Creative Assembly is keeping with canon and picking up the Alien story fifteen years after the crew of the Nostromo, and the ship itself, have gone missing. Ellen Ripley’s daughter, Amanda Ripley, has been approached by the Weyland Corporation with the revelation that they’ve found new information regarding the disappearance of her mother. Official synopsis below.
“Discover the true meaning of fear in Alien: Isolation, a survival horror set in an atmosphere of constant dread and mortal danger. Fifteen years after the events of Alien™, Ellen Ripley’s daughter, Amanda enters a desperate battle for survival, on a mission to unravel the truth behind her mother’s disappearance.
As Amanda, you will navigate through an increasingly volatile world as you find yourself confronted on all sides by a panicked, desperate population and an unpredictable, ruthless Alien.
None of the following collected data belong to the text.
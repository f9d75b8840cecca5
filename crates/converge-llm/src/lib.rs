//! Completion engine client: OpenRouter chat completions with SSE token
//! streaming and a ranked free-model fallback list.

pub mod openrouter;
pub mod streaming;
pub mod traits;

pub use openrouter::OpenRouterClient;
pub use streaming::{parse_sse_byte_stream, parse_sse_stream, StreamEvent, TokenStream};
pub use traits::{CompletionClient, CompletionError, CompletionRequest};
Underpowered and under prepared, you must scavenge resources, improvise solutions and use your wits, not just to succeed in your mission, but to simply stay alive. “
When Ridley Scott’s 1979 film Alien was released it terrified audiences in a way that very few Sci-fi/Horror films had been able to previously. When you start the film you are already set in the very limiting and constrained environment of space. As the story progresses the crew are continue to finding their options limited further with each turn all while attempting to evade an elusive alien predator aboard their ship. This paired with the amazing use ambient sound and a restrained score the film gives you a palpable sense of terror that very few movies have the patience, or mastery, to achieve. My hope is that Creative Assembly has paid very close attention to film and attempts to reproduce the feel of the movie in game as opposed to just repackaging the film’s iconography. That being said, everything shown up to this point screams that they’re on the right path to deliver a game that Alien fans have been clamoring for years now.
Alien: Isolation launches late 2014 on Xbox 360, Xbox One, PlayStation 3, PlayStation 4 and PC.